Эгоист — страница 27 из 45

— В этот раз — обязательно, — не согласился. — Потому что в ближайшее время, я думаю, нам надо перестать встречаться.

— Почему? — Столько боли и непонимания в её глазах я ещё не видел и готов был надрать собственную задницу за то, что именно я стал причиной их появления.

— Он любит… причинять боль своим близким. Это извращённое развлечение доставляет ему огромное удовольствие. Мне до срыва голоса больно вспоминать то время, когда он был моим старшим братом. Я боготворил его, ставил превыше всех в своей семье. До того самого дня, когда из-за него моя жизнь и жизни Лёхи и Макса ухнули на самое дно.

— Что случилось? — тихо спросила Ксюша, поглаживая меня по щеке.

Она должна быть ближе, чтобы между нами стало на одну тайну меньше. Я подхватил её под ягодицы и сел на кровать, оставив её на своих коленях. Девушка тесно прижалась ко мне — так, как я того хотел — и уткнулась лицом в моё плечо.

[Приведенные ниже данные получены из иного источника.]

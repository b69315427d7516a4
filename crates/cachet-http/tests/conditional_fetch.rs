use std::fs;
use std::io::{Cursor, Read};
use std::path::Path;
use std::sync::Mutex;
use std::time::{Duration, SystemTime, UNIX_EPOCH};

use cachet_http::{
    BoxRead, ConditionalFetcher, Error, FetchOutcome, RawResponse, Request, TransferOutcome,
    Transport, format_http_date, parse_http_date,
};
use tempfile::tempdir;

const URL: &str = "http://rs.example.org/vocabulary/rank.xml";
const BODY: &str = "<ranks><rank>species</rank></ranks>";

fn server_time() -> SystemTime { UNIX_EPOCH + Duration::from_secs(784_111_777) }

#[derive(Debug)]
struct MockError(String);

impl std::fmt::Display for MockError {
    fn fmt(&self, f: &mut std::fmt::Formatter<'_>) -> std::fmt::Result { write!(f, "{}", self.0) }
}

impl std::error::Error for MockError {}

/// Serves one resource and honours `If-Modified-Since` like a real origin.
struct MockServer {
    status:        u16,
    body:          &'static str,
    last_modified: Option<String>,
    unreachable:   bool,
    requests:      Mutex<Vec<Request>>,
}

impl MockServer {
    fn new() -> Self {
        Self {
            status:        200,
            body:          BODY,
            last_modified: Some(format_http_date(server_time())),
            unreachable:   false,
            requests:      Mutex::new(Vec::new()),
        }
    }

    fn status(mut self, status: u16) -> Self {
        self.status = status;
        self
    }

    fn last_modified(mut self, value: Option<&str>) -> Self {
        self.last_modified = value.map(str::to_string);
        self
    }

    fn unreachable(mut self) -> Self {
        self.unreachable = true;
        self
    }

    fn requests(&self) -> Vec<Request> { self.requests.lock().unwrap().clone() }

    fn is_fresh_for(&self, request: &Request) -> bool {
        let modified = self.last_modified.as_deref().and_then(parse_http_date);
        let since = request
            .header_value("If-Modified-Since")
            .and_then(parse_http_date);
        matches!((modified, since), (Some(modified), Some(since)) if modified <= since)
    }
}

impl Transport for MockServer {
    type Error = MockError;

    fn execute(&self, request: &Request) -> Result<RawResponse, Self::Error> {
        self.requests.lock().unwrap().push(request.clone());
        if self.unreachable {
            return Err(MockError("connection refused".into()));
        }

        let status = if self.status == 200 && self.is_fresh_for(request) {
            304
        } else {
            self.status
        };
        let mut headers = vec![("Content-Type".to_string(), "text/xml; charset=utf-8".to_string())];
        if let Some(value) = &self.last_modified {
            headers.push(("Last-Modified".to_string(), value.clone()));
        }
        let body: BoxRead = if status == 304 {
            Box::new(std::io::empty())
        } else {
            Box::new(Cursor::new(self.body.as_bytes().to_vec()))
        };
        Ok(RawResponse::new(status, headers, body))
    }
}

fn modified(path: &Path) -> SystemTime { fs::metadata(path).unwrap().modified().unwrap() }

#[test]
fn test_unconditional_download_is_idempotent() {
    let dir = tempdir().unwrap();
    let dest = dir.path().join("rank.xml");
    let fetcher = ConditionalFetcher::new(MockServer::new());

    assert_eq!(fetcher.download(URL, &dest).unwrap(), TransferOutcome::Transferred);
    let first = fs::read(&dest).unwrap();
    assert_eq!(fetcher.download(URL, &dest).unwrap(), TransferOutcome::Transferred);
    let second = fs::read(&dest).unwrap();

    assert_eq!(first, second);
    assert_eq!(first, BODY.as_bytes());
    assert!(
        fetcher
            .transport()
            .requests()
            .iter()
            .all(|r| r.header_value("If-Modified-Since").is_none())
    );
}

#[test]
fn test_conditional_round_trip() {
    let dir = tempdir().unwrap();
    let dest = dir.path().join("rank.xml");
    let fetcher = ConditionalFetcher::new(MockServer::new());

    let unchanged = fetcher
        .download_if_changed(URL, Some(server_time()), &dest)
        .unwrap();
    assert!(!unchanged);
    assert!(!dest.exists());

    let changed = fetcher
        .download_if_changed(URL, Some(server_time() - Duration::from_secs(1)), &dest)
        .unwrap();
    assert!(changed);
    assert_eq!(fs::read_to_string(&dest).unwrap(), BODY);
    assert_eq!(modified(&dest), server_time());

    let requests = fetcher.transport().requests();
    assert_eq!(
        requests[0].header_value("If-Modified-Since"),
        Some("Sun, 06 Nov 1994 08:49:37 GMT")
    );
    assert_eq!(
        requests[1].header_value("If-Modified-Since"),
        Some("Sun, 06 Nov 1994 08:49:36 GMT")
    );
}

#[test]
fn test_not_modified_is_not_a_failure() {
    let dir = tempdir().unwrap();
    let dest = dir.path().join("rank.xml");
    fs::write(&dest, "cached").unwrap();
    let fetcher = ConditionalFetcher::new(MockServer::new());

    let outcome = fetcher
        .download_if_modified_since(URL, Some(server_time()), &dest)
        .unwrap();

    assert_eq!(outcome, TransferOutcome::NotModified);
    assert_eq!(fs::read_to_string(&dest).unwrap(), "cached");
}

#[test]
fn test_missing_resource_leaves_destination_untouched() {
    let dir = tempdir().unwrap();
    let existing = dir.path().join("existing.xml");
    let absent = dir.path().join("absent.xml");
    fs::write(&existing, "original").unwrap();
    let before = modified(&existing);
    let fetcher = ConditionalFetcher::new(MockServer::new().status(404));

    assert_eq!(
        fetcher.download(URL, &existing).unwrap(),
        TransferOutcome::Failed { status: 404 }
    );
    assert!(!fetcher.download_if_changed(URL, None, &absent).unwrap());

    assert_eq!(fs::read_to_string(&existing).unwrap(), "original");
    assert_eq!(modified(&existing), before);
    assert!(!absent.exists());
}

#[test]
fn test_unparseable_last_modified_keeps_transfer_time() {
    let dir = tempdir().unwrap();
    let dest = dir.path().join("rank.xml");
    let fetcher =
        ConditionalFetcher::new(MockServer::new().last_modified(Some("yesterday-ish")));

    assert!(fetcher.download_if_changed(URL, None, &dest).unwrap());

    let age = SystemTime::now()
        .duration_since(modified(&dest))
        .unwrap_or_default();
    assert!(age < Duration::from_secs(3600));
}

#[test]
fn test_missing_last_modified_keeps_transfer_time() {
    let dir = tempdir().unwrap();
    let dest = dir.path().join("rank.xml");
    let fetcher = ConditionalFetcher::new(MockServer::new().last_modified(None));

    assert!(fetcher.download_if_changed(URL, None, &dest).unwrap());
    assert!(modified(&dest) > server_time());
}

#[test]
fn test_parent_directories_are_created() {
    let dir = tempdir().unwrap();
    let dest = dir.path().join("vocabulary").join("2024").join("rank.xml");
    let fetcher = ConditionalFetcher::new(MockServer::new());

    assert!(fetcher.download_if_changed(URL, None, &dest).unwrap());
    assert_eq!(fs::read_to_string(&dest).unwrap(), BODY);
}

#[test]
fn test_refresh_uses_destination_timestamp() {
    let dir = tempdir().unwrap();
    let dest = dir.path().join("rank.xml");
    let fetcher = ConditionalFetcher::new(MockServer::new());

    assert!(fetcher.refresh(URL, &dest).unwrap());
    assert!(!fetcher.refresh(URL, &dest).unwrap());

    let requests = fetcher.transport().requests();
    assert_eq!(requests.len(), 2);
    assert!(requests[0].header_value("If-Modified-Since").is_none());
    assert_eq!(
        requests[1].header_value("If-Modified-Since"),
        Some("Sun, 06 Nov 1994 08:49:37 GMT")
    );
}

#[test]
fn test_fetch_returns_body_text() {
    let fetcher = ConditionalFetcher::new(MockServer::new());
    assert_eq!(fetcher.fetch(URL).unwrap().as_deref(), Some(BODY));
}

#[test]
fn test_fetch_with_malformed_url_yields_none() {
    let fetcher = ConditionalFetcher::new(MockServer::new());

    assert_eq!(fetcher.fetch("not a url").unwrap(), None);
    assert!(fetcher.transport().requests().is_empty());
}

#[test]
fn test_fetch_if_changed_outcomes() {
    let fetcher = ConditionalFetcher::new(MockServer::new());

    assert_eq!(
        fetcher.fetch_if_changed(URL, Some(server_time())).unwrap(),
        FetchOutcome::NotModified
    );
    assert_eq!(
        fetcher.fetch_if_changed(URL, None).unwrap().changed().as_deref(),
        Some(BODY)
    );

    let failing = ConditionalFetcher::new(MockServer::new().status(503));
    assert_eq!(
        failing.fetch_if_changed(URL, None).unwrap(),
        FetchOutcome::Failed { status: 503 }
    );
}

#[test]
fn test_transport_errors_propagate() {
    let dir = tempdir().unwrap();
    let dest = dir.path().join("rank.xml");
    fs::write(&dest, "original").unwrap();
    let fetcher = ConditionalFetcher::new(MockServer::new().unreachable());

    let err = fetcher.download_if_changed(URL, None, &dest).unwrap_err();
    assert!(err.is_transport());
    assert!(fetcher.fetch(URL).unwrap_err().is_transport());
    assert_eq!(fs::read_to_string(&dest).unwrap(), "original");
}

#[test]
fn test_download_rejects_malformed_url() {
    let dir = tempdir().unwrap();
    let fetcher = ConditionalFetcher::new(MockServer::new());

    let err = fetcher
        .download("::no-scheme", &dir.path().join("x"))
        .unwrap_err();
    assert!(matches!(err, Error::InvalidUrl { .. }));
    assert!(fetcher.transport().requests().is_empty());
}

/// Sends the status line and a few bytes, then drops the connection.
struct TruncatingTransport;

struct Truncated(usize);

impl Read for Truncated {
    fn read(&mut self, buf: &mut [u8]) -> std::io::Result<usize> {
        if self.0 == 0 {
            return Err(std::io::Error::new(
                std::io::ErrorKind::ConnectionReset,
                "connection reset by peer",
            ));
        }
        let n = self.0.min(buf.len());
        buf[..n].fill(b'x');
        self.0 -= n;
        Ok(n)
    }
}

impl Transport for TruncatingTransport {
    type Error = MockError;

    fn execute(&self, _request: &Request) -> Result<RawResponse, Self::Error> {
        Ok(RawResponse::new(200, Vec::new(), Box::new(Truncated(16))))
    }
}

#[test]
fn test_interrupted_body_leaves_no_partial_file() {
    let dir = tempdir().unwrap();
    let dest = dir.path().join("rank.xml");
    fs::write(&dest, "original").unwrap();
    let fetcher = ConditionalFetcher::new(TruncatingTransport);

    let err = fetcher.download(URL, &dest).unwrap_err();

    assert!(err.is_transport());
    assert_eq!(fs::read_to_string(&dest).unwrap(), "original");
    assert_eq!(fs::read_dir(dir.path()).unwrap().count(), 1);
}

#[cfg(unix)]
#[test]
fn test_downloaded_file_mode_follows_umask() {
    use std::os::unix::fs::PermissionsExt;

    let dir = tempdir().unwrap();
    let reference = dir.path().join("reference.xml");
    let dest = dir.path().join("rank.xml");
    fs::write(&reference, "reference").unwrap();
    let fetcher = ConditionalFetcher::new(MockServer::new());

    assert_eq!(fetcher.download(URL, &dest).unwrap(), TransferOutcome::Transferred);

    let mode = |path: &Path| fs::metadata(path).unwrap().permissions().mode() & 0o777;
    assert_eq!(mode(&dest), mode(&reference));
}

#[cfg(unix)]
#[test]
fn test_replaced_file_mode_follows_umask() {
    use std::os::unix::fs::PermissionsExt;

    let dir = tempdir().unwrap();
    let reference = dir.path().join("reference.xml");
    let dest = dir.path().join("rank.xml");
    fs::write(&reference, "reference").unwrap();
    fs::write(&dest, "stale").unwrap();
    let fetcher = ConditionalFetcher::new(MockServer::new());

    assert!(fetcher.download_if_changed(URL, None, &dest).unwrap());

    let mode = |path: &Path| fs::metadata(path).unwrap().permissions().mode() & 0o777;
    assert_eq!(fs::read_to_string(&dest).unwrap(), BODY);
    assert_eq!(mode(&dest), mode(&reference));
}
use std::fs;
use std::io::{self, ErrorKind, Read};
use std::path::Path;
use std::time::SystemTime;

use tracing::{debug, error};

use crate::core::{FetchOutcome, TransferOutcome, format_http_date, parse_http_date, parse_url};
use crate::data::Request;
use crate::effects::transport::{RawResponse, Transport, exchange};
use crate::error::{Error, Result};

/// Conditional GET on top of an injected [`Transport`].
///
/// A resource counts as changed only when the server answers 2xx. A 304 is its own
/// outcome, never a failure. Downloads are staged beside the destination and moved into
/// place only after the whole body arrived, so a failed transfer leaves the destination
/// and its timestamp exactly as they were.
///
/// The destination of a download is owned by that call; concurrent downloads to the
/// same path are not guarded against.
pub struct ConditionalFetcher<T: Transport> {
    transport: T,
}

impl<T: Transport> ConditionalFetcher<T> {
    pub fn new(transport: T) -> Self { Self { transport } }

    pub fn transport(&self) -> &T { &self.transport }

    /// Unconditional GET returning the body as text.
    ///
    /// A malformed `url` is logged and yields `Ok(None)`.
    pub fn fetch(&self, url: &str) -> Result<Option<String>> {
        if let Err(e) = parse_url(url) {
            error!("Invalid URL provided: {url}: {e}");
            return Ok(None);
        }
        let response = exchange(&self.transport, &Request::get(url))?;
        Ok(Some(response.into_body_text().unwrap_or_default()))
    }

    /// GET with `If-Modified-Since` when `since` is given.
    pub fn fetch_if_changed(&self, url: &str, since: Option<SystemTime>) -> Result<FetchOutcome> {
        parse_url(url)?;
        let request = conditional_get(url, since);
        let raw = self.execute(&request)?;

        match TransferOutcome::from_status(raw.status) {
            TransferOutcome::NotModified => {
                debug!("Content not modified since last request");
                Ok(FetchOutcome::NotModified)
            }
            TransferOutcome::Transferred => {
                let body = raw.into_response(&request)?.into_body_text();
                Ok(FetchOutcome::Changed(body.unwrap_or_default()))
            }
            TransferOutcome::Failed { status } => {
                error!("Fetching {url} failed!: {status}");
                Ok(FetchOutcome::Failed { status })
            }
        }
    }

    /// Unconditional download of `url` into `destination`.
    pub fn download(&self, url: &str, destination: &Path) -> Result<TransferOutcome> {
        self.download_if_modified_since(url, None, destination)
    }

    /// Downloads `url` into `destination` unless the server reports it unchanged since `since`.
    ///
    /// On transfer the destination's modification time is set from `Last-Modified` when the
    /// header is present and parseable; otherwise it keeps the time of the write.
    pub fn download_if_modified_since(
        &self,
        url: &str,
        since: Option<SystemTime>,
        destination: &Path,
    ) -> Result<TransferOutcome> {
        parse_url(url)?;
        let request = conditional_get(url, since);
        let raw = self.execute(&request)?;

        let outcome = TransferOutcome::from_status(raw.status);
        match outcome {
            TransferOutcome::NotModified => debug!("Content not modified since last request"),
            TransferOutcome::Transferred => {
                save_to_file(url, raw, destination)?;
                debug!("Successfully downloaded {url} to {}", destination.display());
            }
            TransferOutcome::Failed { status } => {
                error!(
                    "Downloading {url} to {} failed!: {status}",
                    destination.display()
                );
            }
        }
        Ok(outcome)
    }

    /// Returns `true` iff a body was transferred and written.
    pub fn download_if_changed(
        &self,
        url: &str,
        since: Option<SystemTime>,
        destination: &Path,
    ) -> Result<bool> {
        self.download_if_modified_since(url, since, destination)
            .map(TransferOutcome::is_transferred)
    }

    /// Like [`download_if_changed`](Self::download_if_changed), using the destination's
    /// current modification time as `since`. A missing destination downloads unconditionally.
    pub fn refresh(&self, url: &str, destination: &Path) -> Result<bool> {
        let since = local_last_modified(destination)?;
        self.download_if_changed(url, since, destination)
    }

    fn execute(&self, request: &Request) -> Result<RawResponse> {
        self.transport
            .execute(request)
            .map_err(|e| Error::transport(request.url(), e))
    }
}

/// Modification time of `path`, or `None` if it does not exist.
pub fn local_last_modified(path: &Path) -> Result<Option<SystemTime>> {
    match fs::metadata(path) {
        Ok(metadata) => metadata
            .modified()
            .map(Some)
            .map_err(|e| Error::io(path, e)),
        Err(e) if e.kind() == ErrorKind::NotFound => Ok(None),
        Err(e) => Err(Error::io(path, e)),
    }
}

fn conditional_get(url: &str, since: Option<SystemTime>) -> Request {
    let request = Request::get(url);
    match since {
        Some(since) => {
            let value = format_http_date(since);
            debug!("Conditional GET: {value}");
            request.header("If-Modified-Since", value)
        }
        None => request,
    }
}

fn save_to_file(url: &str, mut raw: RawResponse, destination: &Path) -> Result<()> {
    let server_modified = raw.header("Last-Modified").and_then(parse_http_date);

    let parent = match destination.parent() {
        Some(parent) if !parent.as_os_str().is_empty() => parent,
        _ => Path::new("."),
    };
    fs::create_dir_all(parent).map_err(|e| Error::io(parent, e))?;

    let mut builder = tempfile::Builder::new();
    builder.prefix(".cachet-").suffix(".part");
    // created like any new file, so the process umask decides the final mode
    #[cfg(unix)]
    {
        use std::os::unix::fs::PermissionsExt;
        builder.permissions(fs::Permissions::from_mode(0o666));
    }
    let mut staged = builder
        .tempfile_in(parent)
        .map_err(|e| Error::io(parent, e))?;

    let staged_path = staged.path().to_path_buf();
    let written = copy_body(url, &mut raw, staged.as_file_mut(), &staged_path)?;
    drop(raw);
    debug!("Staged {written} bytes at {}", staged_path.display());

    let file = staged.as_file();
    file.sync_all().map_err(|e| Error::io(&staged_path, e))?;
    if let Some(modified) = server_modified {
        file.set_modified(modified)
            .map_err(|e| Error::io(&staged_path, e))?;
    }

    if destination.is_file() {
        fs::remove_file(destination).map_err(|e| Error::io(destination, e))?;
    }
    staged
        .persist(destination)
        .map_err(|e| Error::io(destination, e.error))?;
    Ok(())
}

fn copy_body(url: &str, raw: &mut RawResponse, out: &mut fs::File, out_path: &Path) -> Result<u64> {
    let mut body = TrackedRead {
        inner:  &mut raw.body,
        failed: None,
    };
    io::copy(&mut body, out).map_err(|e| match body.failed.take() {
        Some(read_error) => Error::transport(url, read_error),
        None => Error::io(out_path, e),
    })
}

/// Remembers a read failure so `io::copy` errors can be told apart from write failures.
struct TrackedRead<R> {
    inner:  R,
    failed: Option<io::Error>,
}

impl<R: Read> Read for TrackedRead<R> {
    fn read(&mut self, buf: &mut [u8]) -> io::Result<usize> {
        self.inner.read(buf).map_err(|e| {
            if e.kind() == ErrorKind::Interrupted {
                return e;
            }
            let kind = e.kind();
            self.failed = Some(e);
            io::Error::from(kind)
        })
    }
}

— Когда нам было по восемнадцать, — как раз перед поступлением в универ, — мой старший брат связался с торговцами наркотой. Не знаю, как он на них вышел, и зачем ему вообще всё это понадобилось, но в один прекрасный день он заявился домой с огромной суммой денег. Тогда мы ещё не знали, как именно он их зарабатывал. Брат успокаивал нас, что всё легально, и закон он не нарушает. Родителям его деньги были без надобности — сами прилично зарабатывали — поэтому он поделился ими со мной. А через пару дней приполз домой; на нём живого места не было — сплошной фарш вместо лица, многочисленные переломы и ушибы. Брат два месяца провалялся в больнице загипсованный, я не отходил от него ни на шаг. Он повторял, что всё будет хорошо, когда смог разговаривать, и я ему верил. А после… я узнал, что он пытался заманить в свою новую профессию Лёху. Вот только Лёха быстро понял, чем пахнет, и попытался вразумить моего братца. А тот, чтобы сохранить тайну, накачал моего другана наркотой. Лёха тогда знатно подсел на эту дурь, мы полгода его с иглы снимали по разным реабилитационным центрам и больницам. По очереди с парнями дежурили в его палате, чтобы он не дай Бог не сбежал в поисках новой дозы. — Я на минуту замолчал, переводя дух, но понимал, что уже не могу остановиться. — А пока мы боролись за Лёху, этот ублюдок нацелился на семью Макса: со своими новыми дружками обнёс весь их дом, ни гроша не оставил. Они тогда в долговую яму попали — в доме не только их личные деньги были — наши семьи помогали им, чем могли. На Макса в то время смотреть было страшно — искал подработки, где только мог, иногда и сутки напролёт ишачил, лишь бы семье помочь. Но даже это не было кульминацией: через пару дней в наш дом нагрянула полиция и предъявила мне ордер на арест.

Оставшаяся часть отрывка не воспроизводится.